-- Source data follows --

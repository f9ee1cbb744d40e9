use axum::{
    extract::State,
    http::header,
    response::IntoResponse,
    Extension,
};
use tower_sessions::cookie::{time, Cookie, SameSite};
use tracing::instrument;

use crate::dtos::auth::{LoginRequest, RegisterRequest, SessionResponse};
use crate::dtos::user::UserResponse;
use crate::error::AppError;
use crate::extract::AppJson;
use crate::middleware::auth::{AuthContext, SESSION_COOKIE};
use crate::response::ApiResponse;
use crate::state::AppState;

fn session_cookie(token: &str, max_age_seconds: i64, secure: bool) -> Cookie<'_> {
    Cookie::build((SESSION_COOKIE, token))
        .http_only(true)
        .same_site(SameSite::Lax)
        .path("/")
        .max_age(time::Duration::seconds(max_age_seconds))
        .secure(secure)
        .build()
}

fn with_cookie(state: &AppState, response: ApiResponse<SessionResponse>, token: &str) -> impl IntoResponse {
    let max_age = state.auth.session_ttl().num_seconds();
    let cookie = session_cookie(token, max_age, state.cookie_secure);
    ([(header::SET_COOKIE, cookie.to_string())], response)
}

// POST /api/auth/login
#[instrument(skip(state, payload))]
pub async fn login(
    State(state): State<AppState>,
    AppJson(payload): AppJson<LoginRequest>,
) -> Result<impl IntoResponse, AppError> {
    let session = state.auth.login(payload).await?;
    let token = session.token.clone();
    Ok(with_cookie(&state, ApiResponse::ok(session), &token))
}

// POST /api/auth/register
#[instrument(skip(state, payload))]
pub async fn register(
    State(state): State<AppState>,
    AppJson(payload): AppJson<RegisterRequest>,
) -> Result<impl IntoResponse, AppError> {
    let session = state.auth.register(payload).await?;
    let token = session.token.clone();
    Ok(with_cookie(&state, ApiResponse::created(session), &token))
}

// POST /api/auth/logout
#[instrument(skip(state))]
pub async fn logout(
    State(state): State<AppState>,
    Extension(auth): Extension<AuthContext>,
) -> Result<impl IntoResponse, AppError> {
    state.auth.logout(&auth).await?;
    let mut cleared = session_cookie("", 0, state.cookie_secure);
    cleared.make_removal();
    Ok(([(header::SET_COOKIE, cleared.to_string())], ApiResponse::message("Sesión cerrada")))
}

// GET /api/auth/me
#[instrument(skip(state))]
pub async fn me(
    State(state): State<AppState>,
    Extension(auth): Extension<AuthContext>,
) -> Result<ApiResponse<UserResponse>, AppError> {
    let user = state.users.get_user(auth.user_id).await?;
    Ok(ApiResponse::ok(user))
}
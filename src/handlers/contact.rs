use axum::{extract::State, http::StatusCode};
use tracing::instrument;

use crate::dtos::contact::ContactRequest;
use crate::error::AppError;
use crate::extract::AppJson;
use crate::response::ApiResponse;
use crate::state::AppState;

// POST /api/contact
#[instrument(skip(state, payload))]
pub async fn submit(
    State(state): State<AppState>,
    AppJson(payload): AppJson<ContactRequest>,
) -> Result<ApiResponse<()>, AppError> {
    state.contact.submit(payload).await?;
    Ok(ApiResponse::message("Mensaje enviado correctamente. Te responderemos pronto.").status(StatusCode::CREATED))
}
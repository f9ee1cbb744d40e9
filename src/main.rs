// src/main.rs
use std::net::SocketAddr;

use anyhow::Context;
use dotenvy::dotenv;
use tokio::net::TcpListener;
use tracing_subscriber::EnvFilter;

use studio_backend::{app, config::Config, database, state::AppState};

#[tokio::main]
async fn main() -> anyhow::Result<()> {
    // Load environment variables
    dotenv().ok();

    tracing_subscriber::fmt()
        .with_env_filter(
            EnvFilter::try_from_default_env().unwrap_or_else(|_| EnvFilter::new("info,tower_http=info,sqlx=warn")),
        )
        .init();

    let config = Config::from_env().context("invalid configuration")?;

    let db_pool = database::create_pool(&config.database_url, config.db_max_connections)
        .await
        .context("failed to create database pool")?;
    database::run_migrations(&db_pool)
        .await
        .context("failed to run migrations")?;

    let app_state = AppState::new(db_pool, &config);

    if let Some(admin) = &config.bootstrap_admin {
        if app_state.users.ensure_admin(&admin.email, &admin.password).await? {
            tracing::info!(email = %admin.email, "bootstrap admin created");
        }
    }

    let app = app(app_state, config.cors_origin.as_deref());

    // Try port..port+20 to avoid crash when address is in use
    let listener = {
        let mut bound = None;
        for offset in 0u16..=20 {
            let port = config.port.saturating_add(offset);
            let addr = SocketAddr::from((config.host, port));
            match TcpListener::bind(addr).await {
                Ok(l) => {
                    bound = Some((l, addr));
                    break;
                }
                Err(e) => {
                    if offset == 0 {
                        tracing::warn!(%addr, error = %e, "Port in use, trying next");
                    }
                }
            }
        }
        let (listener, addr) = bound.with_context(|| {
            format!("failed to bind to any port starting at {} on {}", config.port, config.host)
        })?;
        tracing::info!("Server running on {}", addr);
        listener
    };

    axum::serve(listener, app).await.context("server error")?;
    Ok(())
}
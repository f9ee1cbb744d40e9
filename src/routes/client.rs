use axum::{Router, routing::{get, put}, middleware};
use crate::state::AppState;
use crate::handlers::client::{
    activity, change_password, orders, payments, profile, projects, quotes, stats, update_order_status,
    update_profile, update_quote_status,
};
use crate::middleware::auth::{require_auth, require_client};

pub fn routes(state: AppState) -> Router<AppState> {
    Router::new()
        .route("/client/stats", get(stats))
        .route("/client/projects", get(projects))
        .route("/client/payments", get(payments))
        .route("/client/activity", get(activity))
        .route("/client/quotes", get(quotes))
        .route("/client/quotes/{id}/status", put(update_quote_status))
        .route("/client/orders", get(orders))
        .route("/client/orders/{id}/status", put(update_order_status))
        .route("/client/profile", get(profile).put(update_profile))
        .route("/client/change-password", put(change_password))
        .route_layer(middleware::from_fn(require_client))
        .route_layer(middleware::from_fn_with_state(state, require_auth))
}
use chrono::{DateTime, Utc};
use jsonwebtoken::{decode, encode, Algorithm, DecodingKey, EncodingKey, Header, Validation};
use serde::{Deserialize, Serialize};
use uuid::Uuid;

use crate::error::AppError;
use crate::models::user::Role;

/// Token payload. It only references the server-side session; the session row
/// is the source of truth.
#[derive(Debug, Serialize, Deserialize)]
pub struct Claims {
    pub sub: i64,
    pub sid: Uuid,
    pub role: Role,
    pub exp: usize,
    pub iat: usize,
}

pub fn sign_token(
    user_id: i64,
    session_id: Uuid,
    role: Role,
    issued_at: DateTime<Utc>,
    expires_at: DateTime<Utc>,
    secret: &str,
) -> Result<String, AppError> {
    let claims = Claims {
        sub: user_id,
        sid: session_id,
        role,
        iat: issued_at.timestamp().max(0) as usize,
        exp: expires_at.timestamp().max(0) as usize,
    };
    encode(&Header::new(Algorithm::HS256), &claims, &EncodingKey::from_secret(secret.as_bytes()))
        .map_err(|e| AppError::internal(format!("Token signing failed: {e}")))
}

pub fn verify_token(token: &str, secret: &str) -> Result<Claims, AppError> {
    decode::<Claims>(
        token,
        &DecodingKey::from_secret(secret.as_bytes()),
        &Validation::new(Algorithm::HS256),
    )
    .map(|d| d.claims)
    .map_err(|e| {
        tracing::debug!(error = %e, "rejected session token");
        AppError::unauthenticated("Sesión no válida o expirada")
    })
}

-- Source data concluded --

Work item
Within the material above, the line with "filename src/handlers/contact.rs" opens the range and the line with "-> Result<ApiResponse<()>, AppError>" closes it; reproduce that range word for word.

Task response
filename src/handlers/contact.rs
use axum::{extract::State, http::StatusCode};
use tracing::instrument;

use crate::dtos::contact::ContactRequest;
use crate::error::AppError;
use crate::extract::AppJson;
use crate::response::ApiResponse;
use crate::state::AppState;

// POST /api/contact
#[instrument(skip(state, payload))]
pub async fn submit(
    State(state): State<AppState>,
    AppJson(payload): AppJson<ContactRequest>,
) -> Result<ApiResponse<()>, AppError> {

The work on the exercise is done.